Stored data:
· · · ·

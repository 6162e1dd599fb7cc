use std::borrow::Cow;

use crate::decode::EncodingProbe;
use crate::normalize;
use crate::patterns::PatternRegistry;
use crate::placeholder::BASE64_MARKER;
use crate::sink::{MatchSink, NoopSink};

/// How many layers of encoding are peeled before matching.
///
/// Decoded text is redacted with the bypass switched off, so a secret hidden
/// under two layers of base64 is only caught if the registry recognizes the
/// inner layer on its own.
pub const MAX_DECODE_DEPTH: usize = 1;

/// Text redaction engine.
///
/// Owns an immutable [`PatternRegistry`]; every method takes `&self`, so one
/// `Redactor` can be shared across threads behind an `Arc`.
pub struct Redactor {
    registry: PatternRegistry,
    probe: EncodingProbe,
}

impl Redactor {
    pub fn new(registry: PatternRegistry) -> Self {
        Self {
            registry,
            probe: EncodingProbe::new(),
        }
    }

    /// Redactor over the built-in catalogue.
    pub fn builtin() -> Self {
        Self::new(PatternRegistry::builtin())
    }

    /// Replace every secret in `text` with its placeholder.
    pub fn redact(&self, text: &str) -> String {
        self.redact_with(text, &mut NoopSink)
    }

    /// Like [`redact`](Self::redact), reporting each replacement to `sink`.
    pub fn redact_with(&self, text: &str, sink: &mut dyn MatchSink) -> String {
        self.redact_at(text, 0, sink)
    }

    fn redact_at(&self, text: &str, depth: usize, sink: &mut dyn MatchSink) -> String {
        let mut current = normalize::nfc(text);

        if depth < MAX_DECODE_DEPTH && !current.contains(BASE64_MARKER) {
            let recurse =
                |decoded: &str, sink: &mut dyn MatchSink| self.redact_at(decoded, depth + 1, sink);
            if let Some(rewritten) = self.probe.rewrite(&current, &recurse, sink) {
                current = Cow::Owned(rewritten);
            }
        }

        for pattern in self.registry.iter() {
            if let Some(next) = pattern.apply(&current, sink) {
                current = Cow::Owned(next);
            }
        }

        current.into_owned()
    }
}

impl Default for Redactor {
    fn default() -> Self {
        Self::builtin()
    }
}
//! Redaction engine for logshelf
//!
//! This crate contains:
//! - Pattern registry (ordered secret and PII detectors)
//! - Placeholder generation (`<TAG-hex>`, BLAKE3 based)
//! - Encoding bypass (base64 and percent-encoded secrets)
//! - JSON-aware JSONL line redaction
//! - Redaction statistics

pub mod decode;
pub mod error;
pub mod json;
pub mod normalize;
pub mod patterns;
pub mod placeholder;
pub mod redactor;
pub mod sink;
pub mod stats;

pub use error::{RedactError, Result};
pub use patterns::{BUILTIN, Pattern, PatternDef, PatternRegistry};
pub use placeholder::placeholder;
pub use redactor::{MAX_DECODE_DEPTH, Redactor};
pub use sink::{MatchSink, NoopSink, Tee};
pub use stats::{PatternCount, Stats};
use std::io;
use std::pin::Pin;
use std::task::{Context, Poll, ready};

use logshelf_security::{RedactError, Result, Stats};
use tokio::io::{AsyncRead, ReadBuf};
use tokio::sync::{mpsc, oneshot};

/// One redacted line with its separator, or the error that ended the stream.
pub(crate) type Chunk = io::Result<Vec<u8>>;

/// Reading side of a redaction pipeline.
///
/// Yields redacted JSONL as the producer task emits it. A producer failure
/// surfaces as an `io::Error` from the read that would have returned the
/// next line. Dropping the stream stops the producer.
pub struct RedactedStream {
    rx: mpsc::Receiver<Chunk>,
    chunk: Vec<u8>,
    pos: usize,
    done: bool,
}

impl RedactedStream {
    pub(crate) fn new(rx: mpsc::Receiver<Chunk>) -> Self {
        Self {
            rx,
            chunk: Vec::new(),
            pos: 0,
            done: false,
        }
    }
}

impl AsyncRead for RedactedStream {
    fn poll_read(
        mut self: Pin<&mut Self>,
        cx: &mut Context<'_>,
        buf: &mut ReadBuf<'_>,
    ) -> Poll<io::Result<()>> {
        let this = &mut *self;
        loop {
            if this.pos < this.chunk.len() {
                let n = buf.remaining().min(this.chunk.len() - this.pos);
                buf.put_slice(&this.chunk[this.pos..this.pos + n]);
                this.pos += n;
                return Poll::Ready(Ok(()));
            }
            if this.done {
                return Poll::Ready(Ok(()));
            }

            match ready!(this.rx.poll_recv(cx)) {
                Some(Ok(chunk)) => {
                    this.chunk = chunk;
                    this.pos = 0;
                }
                Some(Err(err)) => {
                    this.done = true;
                    return Poll::Ready(Err(err));
                }
                None => {
                    this.done = true;
                    return Poll::Ready(Ok(()));
                }
            }
        }
    }
}

/// Delivers the stats of one stream, once, after its producer finishes.
///
/// Stats are delivered whether or not the stream failed. After a failure
/// they cover only the lines handled before it; the stream's own error is
/// what reports the failure.
pub struct StatsHandle {
    rx: oneshot::Receiver<Stats>,
}

impl StatsHandle {
    pub(crate) fn new(rx: oneshot::Receiver<Stats>) -> Self {
        Self { rx }
    }

    /// Wait for the producer to finish.
    ///
    /// Waiting before the stream is drained can deadlock: the producer only
    /// finishes once its last line has been taken.
    pub async fn wait(self) -> Result<Stats> {
        self.rx.await.map_err(|_| RedactError::StatsUnavailable)
    }
}
//! JSON-aware redaction of JSONL records.

use serde_json::Value;

use crate::error::Result;
use crate::redactor::Redactor;
use crate::sink::{MatchSink, NoopSink};

impl Redactor {
    /// Redact every string leaf of `value`.
    ///
    /// Takes ownership and hands back the same value with only its strings
    /// changed. Keys, array order and non-string scalars are untouched.
    /// Clone first if the original is still needed.
    pub fn redact_json(&self, mut value: Value) -> Value {
        self.redact_json_in_place(&mut value, &mut NoopSink);
        value
    }

    /// Borrowing form of [`redact_json`](Self::redact_json).
    pub fn redact_json_in_place(&self, value: &mut Value, sink: &mut dyn MatchSink) {
        match value {
            Value::String(s) => {
                let redacted = self.redact_with(s, sink);
                if redacted != *s {
                    *s = redacted;
                }
            }
            Value::Array(items) => {
                for item in items {
                    self.redact_json_in_place(item, sink);
                }
            }
            Value::Object(map) => {
                for (_, v) in map.iter_mut() {
                    self.redact_json_in_place(v, sink);
                }
            }
            Value::Null | Value::Bool(_) | Value::Number(_) => {}
        }
    }

    /// Redact one JSONL record, without its line terminator.
    ///
    /// Valid JSON is walked and re-serialized on a single line; anything else
    /// is redacted as plain text. Bytes that are not UTF-8 are replaced with
    /// U+FFFD before redaction.
    pub fn redact_line(&self, line: &[u8], sink: &mut dyn MatchSink) -> Result<Vec<u8>> {
        if line.is_empty() {
            return Ok(Vec::new());
        }

        match serde_json::from_slice::<Value>(line) {
            Ok(mut value) => {
                self.redact_json_in_place(&mut value, sink);
                Ok(serde_json::to_vec(&value)?)
            }
            Err(_) => {
                let text = String::from_utf8_lossy(line);
                Ok(self.redact_with(&text, sink).into_bytes())
            }
        }
    }
}
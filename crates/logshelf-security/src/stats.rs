//! Redaction statistics for a file or a batch of files.

use std::collections::BTreeMap;
use std::fmt;
use std::iter::Sum;
use std::ops::{Add, AddAssign};

use serde::{Deserialize, Serialize};

use crate::sink::MatchSink;

/// Counters for one redaction run.
///
/// Byte totals count one separator byte per line, so they line up with the
/// size of the JSONL file on disk.
#[derive(Debug, Clone, Default, PartialEq, Eq, Serialize, Deserialize)]
pub struct Stats {
    /// Bytes before redaction
    pub original_bytes: u64,
    /// Bytes after redaction
    pub redacted_bytes: u64,
    pub lines_processed: u64,
    pub total_matches: u64,
    /// Match count per pattern tag
    pub by_pattern: BTreeMap<String, u64>,
}

/// A pattern tag with its match count.
#[derive(Debug, Clone, PartialEq, Eq, Serialize, Deserialize)]
pub struct PatternCount {
    pub pattern: String,
    pub count: u64,
}

impl Stats {
    pub fn new() -> Self {
        Self::default()
    }

    /// Count one match for `tag`.
    pub fn record_match(&mut self, tag: &str) {
        self.total_matches += 1;
        match self.by_pattern.get_mut(tag) {
            Some(count) => *count += 1,
            None => {
                self.by_pattern.insert(tag.to_string(), 1);
            }
        }
    }

    /// Count one line of `original` bytes that became `redacted` bytes.
    pub fn record_line(&mut self, original: usize, redacted: usize) {
        self.lines_processed += 1;
        self.original_bytes += original as u64 + 1;
        self.redacted_bytes += redacted as u64 + 1;
    }

    /// Share of bytes removed, in percent.
    ///
    /// Zero for an empty run. Negative when placeholders came out longer
    /// than what they replaced.
    pub fn percent_reduction(&self) -> f64 {
        if self.original_bytes == 0 {
            return 0.0;
        }
        (self.original_bytes as f64 - self.redacted_bytes as f64) / self.original_bytes as f64
            * 100.0
    }

    /// Fold `other` into `self`. `None` is a no-op.
    pub fn merge<'a>(&mut self, other: impl Into<Option<&'a Stats>>) {
        let Some(other) = other.into() else {
            return;
        };
        self.original_bytes += other.original_bytes;
        self.redacted_bytes += other.redacted_bytes;
        self.lines_processed += other.lines_processed;
        self.total_matches += other.total_matches;
        for (pattern, count) in &other.by_pattern {
            *self.by_pattern.entry(pattern.clone()).or_default() += count;
        }
    }

    /// Pattern counts, highest first, ties by tag.
    pub fn pattern_summary(&self) -> Vec<PatternCount> {
        let mut counts: Vec<PatternCount> = self
            .by_pattern
            .iter()
            .map(|(pattern, &count)| PatternCount {
                pattern: pattern.clone(),
                count,
            })
            .collect();
        counts.sort_by(|a, b| b.count.cmp(&a.count).then_with(|| a.pattern.cmp(&b.pattern)));
        counts
    }
}

impl MatchSink for Stats {
    fn on_match(&mut self, tag: &str, _matched: &str, _placeholder: &str) {
        self.record_match(tag);
    }
}

impl AddAssign<&Stats> for Stats {
    fn add_assign(&mut self, other: &Stats) {
        self.merge(other);
    }
}

impl Add for Stats {
    type Output = Stats;

    fn add(mut self, other: Stats) -> Stats {
        self += &other;
        self
    }
}

impl Sum for Stats {
    fn sum<I: Iterator<Item = Stats>>(iter: I) -> Self {
        iter.fold(Stats::new(), Add::add)
    }
}

impl<'a> Sum<&'a Stats> for Stats {
    fn sum<I: Iterator<Item = &'a Stats>>(iter: I) -> Self {
        iter.fold(Stats::new(), |mut acc, s| {
            acc += s;
            acc
        })
    }
}

impl fmt::Display for Stats {
    fn fmt(&self, f: &mut fmt::Formatter<'_>) -> fmt::Result {
        if self.total_matches == 0 {
            return write!(f, "no redactions");
        }

        write!(f, "{} matches", self.total_matches)?;
        if !self.by_pattern.is_empty() {
            let parts: Vec<String> = self
                .by_pattern
                .iter()
                .map(|(pattern, count)| format!("{}: {}", pattern, count))
                .collect();
            write!(f, " ({})", parts.join(", "))?;
        }
        Ok(())
    }
}
pub mod export;
pub mod patterns;
pub mod redact;
pub mod scan;

use anyhow::Result;
use logshelf_config::Config;
use logshelf_engine::{DebugSink, RedactionPipeline};
use logshelf_security::{Redactor, Stats};
use std::sync::Arc;
use tokio::io::{AsyncRead, AsyncWrite, AsyncWriteExt};

/// How a command copies file contents.
#[derive(Clone)]
pub struct RedactOptions {
    /// `None` copies bytes through untouched.
    pipeline: Option<RedactionPipeline>,
    debug: bool,
}

impl RedactOptions {
    /// Always redact, whatever the config says.
    pub fn redacting(max_line_bytes: usize, debug: bool) -> Self {
        let pipeline = RedactionPipeline::new(Arc::new(Redactor::builtin()))
            .with_max_line_bytes(max_line_bytes);
        Self {
            pipeline: Some(pipeline),
            debug,
        }
    }

    pub fn passthrough() -> Self {
        Self {
            pipeline: None,
            debug: false,
        }
    }

    /// Combine `[redaction]` settings with the `--no-redact` and `--debug` flags.
    pub fn from_config(config: &Config, no_redact: bool, debug: bool) -> Self {
        if no_redact || !config.redaction.enabled {
            return Self::passthrough();
        }
        Self::redacting(
            config.redaction.max_line_bytes,
            debug || config.redaction.debug,
        )
    }

    pub fn is_redacting(&self) -> bool {
        self.pipeline.is_some()
    }

    /// Copy `source` into `sink`. Stats are `None` when redaction is off.
    pub async fn copy<R, W>(&self, mut source: R, sink: &mut W) -> Result<Option<Stats>>
    where
        R: AsyncRead + Unpin + Send + 'static,
        W: AsyncWrite + Unpin,
    {
        let Some(pipeline) = &self.pipeline else {
            tokio::io::copy(&mut source, sink).await?;
            sink.flush().await?;
            return Ok(None);
        };

        let debug_sink = self
            .debug
            .then(|| Box::new(std::io::stderr()) as DebugSink);
        let (mut stream, handle) = pipeline.stream_with_stats_debug(source, debug_sink);
        tokio::io::copy(&mut stream, sink).await?;
        sink.flush().await?;

        Ok(Some(handle.wait().await?))
    }
}
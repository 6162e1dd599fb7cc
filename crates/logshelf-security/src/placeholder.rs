//! Deterministic placeholders for redacted spans.
//!
//! A placeholder is `<TAG-hex>` where `hex` is the leading
//! [`HASH_PREFIX_BYTES`] bytes of the BLAKE3 digest of the matched text.
//! No key or salt is mixed in: the same secret must map to the same
//! placeholder on every machine so redaction coverage can be compared.

/// Digest bytes kept in a placeholder (96 bits).
pub const HASH_PREFIX_BYTES: usize = 12;

/// Tag used when an encoded run hides a secret.
pub const BASE64_TAG: &str = "BASE64_SECRET";

/// Prefix of an encoded-secret placeholder. Text that already carries one
/// has been through the encoding bypass.
pub const BASE64_MARKER: &str = "<BASE64_SECRET-";

/// Build the placeholder for `matched` under `tag`.
pub fn placeholder(tag: &str, matched: &str) -> String {
    let digest = blake3::hash(matched.as_bytes());
    let hex = digest.to_hex();
    format!("<{}-{}>", tag, &hex.as_str()[..HASH_PREFIX_BYTES * 2])
}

· · · ·

Looking at the data above, return every line from the one with "use std::iter::Sum;" down to the one with "file on disk.", exactly and inclusively.

use std::iter::Sum;
use std::ops::{Add, AddAssign};

use serde::{Deserialize, Serialize};

use crate::sink::MatchSink;

/// Counters for one redaction run.
///
/// Byte totals count one separator byte per line, so they line up with the
/// size of the JSONL file on disk.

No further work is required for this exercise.